TERASBERITA.ID, JAKARTA – Ratusan orang berunjuk rasa di depan Pengadilan Negeri Jakarta Barat untuk menuntut bebaskan terdakwa Natalia Rusli pada Selasa (9/5/2023).
Koordinator massa aksi, Alfian menjelaskan, massa aksi di depan PN Jakarta Barat adalah gabungan masyarakat dengan mahasiswa.
Menurutnya, penangkapan dan penahanan terhadap Natalia Rusli sebagai kuasa hukum adalah tindakan kriminalisasi.
Sebab, ia menduga ada pihak yang tidak suka dengan Natalia Rusli dan menghasut Verawati Sanjaya untuk menjebloskan ke penjara.
“Inikan berawal dari seorang klien yang tidak puas dengan kinerja Natalia Rusli atas laporan penipuan kasus Indosurya,” tuturnya.
Korban kemudian digiring oleh pihak tak bertanggungjawab untuk menjerat Natalia Rusli dalam perkara penipuan dan penggelapan.
Akhirnya, Natalia Rusli dilaporkan ke Polres Metro Jakarta Barat oleh Verawati pada tahun 2021 silam.
“Ini adalah masalah kecil dan lalu dibesar-besarkan, kami melihat kasus ini seperti dipaksakan, kami menduga ada kriminalisasi Natalia Rusli di sini” ungkapnya.
Sementara itu, Humas Kantor Master Trust Law Firm, Manggala, S.H mengaku tidak mengetahui massa yang unjuk rasa di depan PN Jakarta Barat.
Ia menilai, aksi unjuk rasa yang berlangsung di depan PN Jakarta Barat itu merupakan dukungan dari masyarakat dan mahasiswa ke Natalia Rusli.
“Mereka ini mendukung secara moril bu Natalia Rusli karena ada kejanggalab terhadap kasus ini,” tegasnya.
Menurutnya, Natalia Rusli tidak menggelapkan atau menipu Verawati Sanjaya seperti yang dilaporkan ke Polres Metro Jakarta Barat.
Sebab, Natalia sudah mengembalikan uang ke Verawati sebesar Rp 55 juta.
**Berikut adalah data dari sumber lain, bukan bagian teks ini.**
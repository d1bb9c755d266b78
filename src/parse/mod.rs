//! Counter-log parsing: two structurally different formats, one output
//! shape.
//!
//! [`ethstats`] reads one-second aggregate snapshots, [`ifstat`] reads
//! 0.1-second per-interface snapshots; both produce [`RawCounterSample`]s
//! for the timeline normalizer. [`iperf`] reads the per-flow iperf3 JSON
//! logs, which feed the send/receive exports directly.

use thiserror::Error;

pub mod ethstats;
pub mod ifstat;
pub mod iperf;

/// Timestamp as the source log reports it, before normalization.
#[derive(Debug, Clone, Copy, PartialEq, Eq)]
pub enum RawTimestamp {
    /// Unix epoch seconds (per-second format).
    EpochSecs(i64),
    /// Seconds since midnight (sub-second format). Wraps at midnight —
    /// runs must stay well under 24h.
    SecondOfDay(u32),
}

/// One parsed counter-log line. Never mutated after creation.
#[derive(Debug, Clone, PartialEq)]
pub struct RawCounterSample {
    pub timestamp: RawTimestamp,
    /// Host or interface label, trailing colon stripped.
    pub host: String,
    pub in_num: f64,
    pub in_unit: String,
    pub out_num: f64,
    pub out_unit: String,
    pub in_pac_num: Option<f64>,
    pub in_pac_unit: Option<String>,
    pub out_pac_num: Option<f64>,
    pub out_pac_unit: Option<String>,
}

/// A malformed counter-log line. The line is skipped and parsing
/// continues; a missing log file is zero records, not an error.
#[derive(Debug, Error)]
#[error("line {line_no}: {reason}")]
pub struct ParseError {
    pub line_no: usize,
    pub reason: String,
}

impl ParseError {
    pub(crate) fn new(line_no: usize, reason: impl Into<String>) -> Self {
        Self {
            line_no,
            reason: reason.into(),
        }
    }
}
Padahal korban saat itu hanya mengalami kerugian sebesar Rp 45 juta.
“Tapi pihak kepolisian dan Kejaksaan tetap melanjutkan perkaranya sampai ke Pengadilan,” kata Manggala.
Sebelumnya, Pengancara wanita Natalia Rusli kini tersandung hukum setelah dilaporkan oleh korban Indosurya ke Polda Metro Jaya atas dugaan penipuan dan penggelapan.
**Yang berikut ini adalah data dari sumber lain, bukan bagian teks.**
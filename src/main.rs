use std::path::PathBuf;
use std::time::Duration;

use anyhow::Result;
use clap::{Args, Parser, Subcommand};
use tracing_subscriber::EnvFilter;

use cctestbed::analyze::analyze_with_window;
use cctestbed::flow::Transport;
use cctestbed::monitor::MonitorMode;
use cctestbed::run::{CancelToken, RunConfig, execute};
use cctestbed::sweep::{SweepAxis, run_sweep};
use cctestbed::topo::parse_delay;

// Use mimalloc as the global allocator for the binary (non-Windows only)
#[cfg(not(windows))]
#[global_allocator]
static ALLOC: mimalloc::MiMalloc = mimalloc::MiMalloc;

#[derive(Parser, Debug)]
#[command(
    name = "cctestbed",
    version,
    about = "Congestion-control experiments over emulated networks"
)]
struct Cli {
    #[command(subcommand)]
    command: Command,
}

#[derive(Subcommand, Debug)]
enum Command {
    /// Run one experiment with a single transport on every pair
    Run(RunArgs),
    /// Run two transports head to head on one topology
    Duel(DuelArgs),
    /// Run a canned parameter sweep (cubic/bbr/copa trio per step)
    Sweep(SweepArgs),
    /// Parse run logs into the CSV datasets
    Analyze(AnalyzeArgs),
}

#[derive(Args, Debug)]
struct RunArgs {
    /// Transport used by every sender/receiver pair
    #[arg(long, value_enum, default_value_t = Transport::Cubic)]
    cc: Transport,

    /// Number of sender/receiver pairs
    #[arg(short = 'n', long, default_value_t = 2)]
    pairs: usize,

    #[command(flatten)]
    common: CommonArgs,
}

#[derive(Args, Debug)]
struct DuelArgs {
    /// First transport
    #[arg(long, value_enum)]
    cc1: Transport,

    /// Pairs using the first transport
    #[arg(long, default_value_t = 1)]
    n1: usize,

    /// Second transport
    #[arg(long, value_enum)]
    cc2: Transport,

    /// Pairs using the second transport
    #[arg(long, default_value_t = 1)]
    n2: usize,

    #[command(flatten)]
    common: CommonArgs,
}

#[derive(Args, Debug)]
struct SweepArgs {
    /// Axis to sweep; the other parameters stay fixed
    #[arg(long, value_enum)]
    axis: SweepAxis,

    /// Pairs per run (ignored by the pairs axis)
    #[arg(short = 'n', long, default_value_t = 2)]
    pairs: usize,

    #[command(flatten)]
    common: CommonArgs,
}

#[derive(Args, Debug)]
struct AnalyzeArgs {
    /// Root holding the per-run log directories
    #[arg(long, default_value = "./logs")]
    logs_root: PathBuf,

    /// Where the CSV datasets are written
    #[arg(long, default_value = ".")]
    out_dir: PathBuf,

    /// Fold every N consecutive counter records per host into their mean
    #[arg(long, default_value_t = 1)]
    window: usize,
}

/// Parameters shared by every experiment-driving subcommand.
#[derive(Args, Debug)]
struct CommonArgs {
    /// One-way access link delay (e.g. 10ms)
    #[arg(long, value_parser = parse_delay, default_value = "10ms")]
    delay: Duration,

    /// Delay jitter (e.g. 1ms)
    #[arg(long, value_parser = parse_delay)]
    jitter: Option<Duration>,

    /// Random loss probability in percent
    #[arg(long, default_value_t = 0.0)]
    loss: f32,

    /// Access link bandwidth in Mbit/s
    #[arg(long, default_value_t = 10)]
    bw: u64,

    /// Per-flow traffic duration in seconds
    #[arg(long, default_value_t = 60)]
    duration: u64,

    /// Gap between successive flow starts (e.g. 2s)
    #[arg(long, value_parser = parse_delay, default_value = "0s")]
    stagger: Duration,

    /// Counter collectors to run on the observation point
    #[arg(long, value_enum, default_value_t = MonitorMode::PerSecond)]
    monitor: MonitorMode,

    /// Split-path topology: two aggregation points, loss on the trunk
    #[arg(long)]
    split: bool,

    /// Remove the run directory after the run (debug runs)
    #[arg(long)]
    discard: bool,

    /// Root for per-run log directories
    #[arg(long, default_value = "./logs")]
    logs_root: PathBuf,

    /// Directory with genericCC's sender/receiver binaries
    #[arg(long, default_value = "/opt/genericCC")]
    generic_cc_dir: PathBuf,

    /// Copa delta tuning parameter
    #[arg(long, default_value_t = 0.5)]
    copa_delta: f64,
}

impl CommonArgs {
    fn into_config(self, transports: Vec<Transport>) -> RunConfig {
        RunConfig {
            transports,
            bw_mbit: self.bw,
            delay: self.delay,
            jitter: self.jitter,
            loss_percent: self.loss,
            split: self.split,
            duration: Duration::from_secs(self.duration),
            stagger: self.stagger,
            monitor: self.monitor,
            discard: self.discard,
            logs_root: self.logs_root,
            generic_cc_dir: self.generic_cc_dir,
            copa_delta: self.copa_delta,
        }
    }
}

fn main() -> Result<()> {
    tracing_subscriber::fmt()
        .with_env_filter(
            EnvFilter::try_from_default_env().unwrap_or_else(|_| EnvFilter::new("info")),
        )
        .with_target(false)
        .init();

    let cli = Cli::parse();
    let cancel = CancelToken::new();

    match cli.command {
        Command::Run(args) => {
            let config = args.common.into_config(vec![args.cc; args.pairs]);
            let dir = execute(&config, &cancel)?;
            println!("run directory: {}", dir.display());
        }
        Command::Duel(args) => {
            let mut transports = vec![args.cc1; args.n1];
            transports.extend(std::iter::repeat_n(args.cc2, args.n2));
            let config = args.common.into_config(transports);
            let dir = execute(&config, &cancel)?;
            println!("run directory: {}", dir.display());
        }
        Command::Sweep(args) => {
            let base = args.common.into_config(vec![Transport::Cubic; args.pairs]);
            let dirs = run_sweep(&base, args.axis, &cancel)?;
            println!("{} runs completed:", dirs.len());
            for dir in dirs {
                println!("  {}", dir.display());
            }
        }
        Command::Analyze(args) => {
            let report = analyze_with_window(&args.logs_root, &args.out_dir, args.window)?;
            println!(
                "{} experiments: {} counter records, {} send rows, {} rec rows",
                report.experiments, report.counter_records, report.send_rows, report.rec_rows
            );
        }
    }

    Ok(())
}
Kasus itu kemudian dilimpahkan ke Polres Metro Jakarta Barat dan beberapa waktu lalu Natalia Rusli menyerahkan diri.
Tak lama setelah itu, Natalia Rusli ditetapkan sebagai tersangka oleh peyidik Polres Metro Jakarta Barat.
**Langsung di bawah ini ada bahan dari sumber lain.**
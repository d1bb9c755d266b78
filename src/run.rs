//! Run coordination: topology up, monitors and flows started, bounded
//! wait, teardown.
//!
//! One coordinating thread per run. Flows and monitors are background OS
//! processes; the coordinator polls their handles until everything has
//! exited, with `duration + stagger×pairs + slack` as the hard upper
//! bound. Callers must size `duration` so flows finish inside that bound,
//! otherwise collectors get killed mid-sample.

use std::path::{Path, PathBuf};
use std::sync::Arc;
use std::sync::atomic::{AtomicBool, Ordering};
use std::time::{Duration, Instant};

use anyhow::{Context, Result};
use serde::{Deserialize, Serialize};
use tracing::{info, warn};

use crate::flow::{FlowEnv, FlowSpec, Transport};
use crate::monitor::{self, MonitorMode};
use crate::topo::{self, HostRole, TopologySpec, fmt_delay};

/// Lets tests (or a signal handler) trigger teardown before the deadline.
#[derive(Clone, Default)]
pub struct CancelToken(Arc<AtomicBool>);

impl CancelToken {
    pub fn new() -> Self {
        Self::default()
    }

    pub fn cancel(&self) {
        self.0.store(true, Ordering::Relaxed);
    }

    pub fn is_cancelled(&self) -> bool {
        self.0.load(Ordering::Relaxed)
    }
}

/// Everything one experiment run needs.
#[derive(Debug, Clone)]
pub struct RunConfig {
    /// Transport per sender/receiver pair, in pair-index order.
    pub transports: Vec<Transport>,
    pub bw_mbit: u64,
    pub delay: Duration,
    pub jitter: Option<Duration>,
    pub loss_percent: f32,
    pub split: bool,
    /// Per-flow traffic duration.
    pub duration: Duration,
    /// Gap between successive flow starts.
    pub stagger: Duration,
    pub monitor: MonitorMode,
    /// Remove the run directory after the run (ephemeral/debug runs).
    pub discard: bool,
    /// Root under which per-run directories are created.
    pub logs_root: PathBuf,
    pub generic_cc_dir: PathBuf,
    pub copa_delta: f64,
}

impl RunConfig {
    pub fn pairs(&self) -> usize {
        self.transports.len()
    }

    fn topology_spec(&self) -> TopologySpec {
        TopologySpec {
            pairs: self.pairs(),
            bw_mbit: self.bw_mbit,
            delay: self.delay,
            jitter: self.jitter,
            loss_percent: self.loss_percent,
            split: self.split,
        }
    }

    fn flow_specs(&self) -> Vec<FlowSpec> {
        self.transports
            .iter()
            .enumerate()
            .map(|(i, &transport)| FlowSpec {
                index: i + 1,
                transport,
                duration: self.duration,
                stagger: self.stagger,
            })
            .collect()
    }

    /// Canonical parameter string, the second half of the run directory
    /// name. Uniform runs: `cubic_2hosts_delay=10ms_loss=3_bw=10_duration=60`;
    /// mixed runs run-length encode the transports: `copa1_cubic1_...`.
    pub fn param_string(&self) -> String {
        let tail = format!(
            "delay={}_loss={}_bw={}_duration={}",
            fmt_delay(self.delay),
            self.loss_percent,
            self.bw_mbit,
            self.duration.as_secs()
        );

        let mut groups: Vec<(Transport, usize)> = Vec::new();
        for &t in &self.transports {
            match groups.last_mut() {
                Some((prev, count)) if *prev == t => *count += 1,
                _ => groups.push((t, 1)),
            }
        }

        match groups.as_slice() {
            [(t, n)] => format!("{t}_{n}hosts_{tail}"),
            _ => {
                let mix: Vec<String> =
                    groups.iter().map(|(t, n)| format!("{t}{n}")).collect();
                format!("{}_{tail}", mix.join("_"))
            }
        }
    }

    /// Globally unique experiment id: local-time prefix + parameter string.
    pub fn experiment_id(&self) -> String {
        let stamp = chrono::Local::now().format("%Y-%m-%d-%H-%M-%S");
        format!("{stamp}_{}", self.param_string())
    }

    fn validate(&self) -> Result<(), topo::ConfigError> {
        if self.duration.is_zero() {
            return Err(topo::ConfigError::ZeroDuration);
        }
        self.topology_spec().validate()
    }
}

/// Per-run metadata written to `<run dir>/manifest.json`.
///
/// Records each host's role so the analyzer classifies logs from the
/// manifest instead of re-deriving roles from name prefixes.
#[derive(Debug, Serialize, Deserialize)]
pub struct RunManifest {
    pub experiment_id: String,
    pub transports: Vec<String>,
    pub pairs: usize,
    pub bw_mbit: u64,
    pub delay: String,
    pub jitter: Option<String>,
    pub loss_percent: f32,
    pub split: bool,
    pub duration_secs: u64,
    pub stagger_secs: f64,
    pub hosts: Vec<HostEntry>,
}

#[derive(Debug, Serialize, Deserialize)]
pub struct HostEntry {
    pub name: String,
    pub role: HostRole,
}

pub const MANIFEST_FILE: &str = "manifest.json";

impl RunManifest {
    pub fn load(run_dir: &Path) -> Result<Self> {
        let path = run_dir.join(MANIFEST_FILE);
        let data = std::fs::read_to_string(&path)
            .with_context(|| format!("read {}", path.display()))?;
        serde_json::from_str(&data).with_context(|| format!("parse {}", path.display()))
    }

    fn save(&self, run_dir: &Path) -> Result<()> {
        let path = run_dir.join(MANIFEST_FILE);
        let json = serde_json::to_string_pretty(self).context("serialize manifest")?;
        std::fs::write(&path, json).with_context(|| format!("write {}", path.display()))
    }
}

/// Execute one run end to end. Returns the run directory (left on disk
/// unless `discard` is set).
pub fn execute(config: &RunConfig, cancel: &CancelToken) -> Result<PathBuf> {
    config.validate()?;

    let experiment_id = config.experiment_id();
    info!(%experiment_id, "starting run");

    // Topology first: fail before any directory or process exists.
    let topology = topo::build(&config.topology_spec())?;

    let run_dir = config.logs_root.join(&experiment_id);
    std::fs::create_dir_all(&run_dir)
        .with_context(|| format!("create run dir {}", run_dir.display()))?;

    let manifest = RunManifest {
        experiment_id: experiment_id.clone(),
        transports: config.transports.iter().map(Transport::to_string).collect(),
        pairs: config.pairs(),
        bw_mbit: config.bw_mbit,
        delay: fmt_delay(config.delay),
        jitter: config.jitter.map(fmt_delay),
        loss_percent: config.loss_percent,
        split: config.split,
        duration_secs: config.duration.as_secs(),
        stagger_secs: config.stagger.as_secs_f64(),
        hosts: topology
            .senders
            .iter()
            .chain(&topology.receivers)
            .map(|h| HostEntry {
                name: h.name.clone(),
                role: h.role,
            })
            .chain(topology.aggregators.iter().map(|a| HostEntry {
                name: a.name.clone(),
                role: HostRole::Aggregator,
            }))
            .collect(),
    };
    manifest.save(&run_dir)?;

    // The deadline is measured from before monitors and flows start, so it
    // upper-bounds the whole staggered sequence.
    let deadline =
        Instant::now() + config.duration + config.stagger * config.pairs() as u32 + monitor::SLACK;

    let mut handles =
        monitor::start(topology.observation_point(), &run_dir, config.duration, config.monitor)?;

    let env = FlowEnv {
        run_dir: run_dir.clone(),
        generic_cc_dir: config.generic_cc_dir.clone(),
        copa_delta: config.copa_delta,
    };
    handles.extend(crate::flow::start_flows(&config.flow_specs(), &topology, &env));

    wait_for_handles(&mut handles, deadline, cancel);

    // Teardown: reap anything still alive, then drop the topology.
    let leftovers = handles
        .iter_mut()
        .map(|h| h.is_alive())
        .filter(|&alive| alive)
        .count();
    if leftovers > 0 {
        warn!(leftovers, "killing processes still alive at teardown");
    }
    drop(handles);
    drop(topology);

    if config.discard {
        std::fs::remove_dir_all(&run_dir)
            .with_context(|| format!("discard run dir {}", run_dir.display()))?;
        info!(%experiment_id, "run complete, logs discarded");
    } else {
        info!(%experiment_id, dir = %run_dir.display(), "run complete");
    }

    Ok(run_dir)
}

/// Poll until every handle has exited, the deadline passes, or the token
/// fires. The deadline is the safety net, not the primary mechanism.
fn wait_for_handles(
    handles: &mut [net_emu::HostProcess],
    deadline: Instant,
    cancel: &CancelToken,
) {
    loop {
        if cancel.is_cancelled() {
            info!("run cancelled, tearing down early");
            return;
        }
        if handles.iter_mut().all(|h| h.has_exited()) {
            return;
        }
        if Instant::now() >= deadline {
            warn!("run deadline reached with processes still running");
            return;
        }
        std::thread::sleep(Duration::from_millis(200));
    }
}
Farlin Marta, S.H menjelaskan, Natalia sudah bekerja semaksimal mungkin untuk mempidanakan pihak-pihak yang terlibat dalam kasus Indosurya.
Namun, Verawati merasa Natalia dan tim kinerjanya lambat, perkaranya tak ada perkembangan dan RJ yang diupayakan tidak berhasil.
“Akhirnya (Verawati) cabut jasa, dicari lah celahnya, ternyata loh bu Natali ini kok mengaku-ngaku sebagai advokat, kemudian melaporkan dengan tindak pidana penipuan dan penggelapan,” tegasnya.
Kerugian Verawati dan Natalia Sudah Kembalikan Rp 55 juta
Natalia Rusli dilaporkan oleh Verawati ke Polda Metro Jaya atas dugaan penggelapan dan penipuan uang sebesar Rp 45 juta.
Sebenarnya, Verawati memberikan uang ke Natalia hanya Rp 15 juta saja. Uang itu diterima Natalia pada Juni 2020 bukan bulan April ketika tanda tangan kuasa.
Sedangkan uang Rp 30 juta itu merupakan uang operasional fee dari suami Verawati sehingga totalnya Rp 45 juta.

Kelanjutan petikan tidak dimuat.